// Copyright 2025 Crrow
//
// Licensed under the Apache License, Version 2.0 (the "License");
// you may not use this file except in compliance with the License.
// You may obtain a copy of the License at
//
//      http://www.apache.org/licenses/LICENSE-2.0
//
// Unless required by applicable law or agreed to in writing, software
// distributed under the License is distributed on an "AS IS" BASIS,
// WITHOUT WARRANTIES OR CONDITIONS OF ANY KIND, either express or implied.
// See the License for the specific language governing permissions and
// limitations under the License.

use std::path::PathBuf;

use crate::{FlushMode, QueueConfig, QueueRegistry, Result, StorageKind};

/// Fluent construction of a [`QueueRegistry`].
pub struct QueueRegistryBuilder {
    config: QueueConfig,
}

impl QueueRegistryBuilder {
    pub fn new<P: Into<PathBuf>>(base_path: P) -> Self {
        Self {
            config: QueueConfig {
                base_path: base_path.into(),
                ..Default::default()
            },
        }
    }

    pub fn from_config(config: QueueConfig) -> Self { Self { config } }

    pub fn storage_kind(mut self, kind: StorageKind) -> Self {
        self.config.storage_kind = kind;
        self
    }

    pub fn soft_log_max_size(mut self, size: u64) -> Self {
        self.config.soft_log_max_size = size;
        self
    }

    pub fn segment_max_items(mut self, items: u64) -> Self {
        self.config.segment_max_items = items;
        self
    }

    pub fn primary_capacity(mut self, capacity: u64) -> Self {
        self.config.primary_capacity = capacity;
        self
    }

    pub fn flush_mode(mut self, mode: FlushMode) -> Self {
        self.config.flush_mode = mode;
        self
    }

    pub fn build(self) -> Result<QueueRegistry> { QueueRegistry::new(self.config) }
}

# [Activity]
Please restate word for word only the lines running from the line that contains "under the License." to the final line of the listing above.

# [Written answer]
// limitations under the License.

use std::path::PathBuf;

use crate::{FlushMode, QueueConfig, QueueRegistry, Result, StorageKind};

/// Fluent construction of a [`QueueRegistry`].
pub struct QueueRegistryBuilder {
    config: QueueConfig,
}

impl QueueRegistryBuilder {
    pub fn new<P: Into<PathBuf>>(base_path: P) -> Self {
        Self {
            config: QueueConfig {
                base_path: base_path.into(),
                ..Default::default()
            },
        }
    }

    pub fn from_config(config: QueueConfig) -> Self { Self { config } }

    pub fn storage_kind(mut self, kind: StorageKind) -> Self {
        self.config.storage_kind = kind;
        self
    }

    pub fn soft_log_max_size(mut self, size: u64) -> Self {
        self.config.soft_log_max_size = size;
        self
    }

    pub fn segment_max_items(mut self, items: u64) -> Self {
        self.config.segment_max_items = items;
        self
    }

    pub fn primary_capacity(mut self, capacity: u64) -> Self {
        self.config.primary_capacity = capacity;
        self
    }

    pub fn flush_mode(mut self, mode: FlushMode) -> Self {
        self.config.flush_mode = mode;
        self
    }

    pub fn build(self) -> Result<QueueRegistry> { QueueRegistry::new(self.config) }
}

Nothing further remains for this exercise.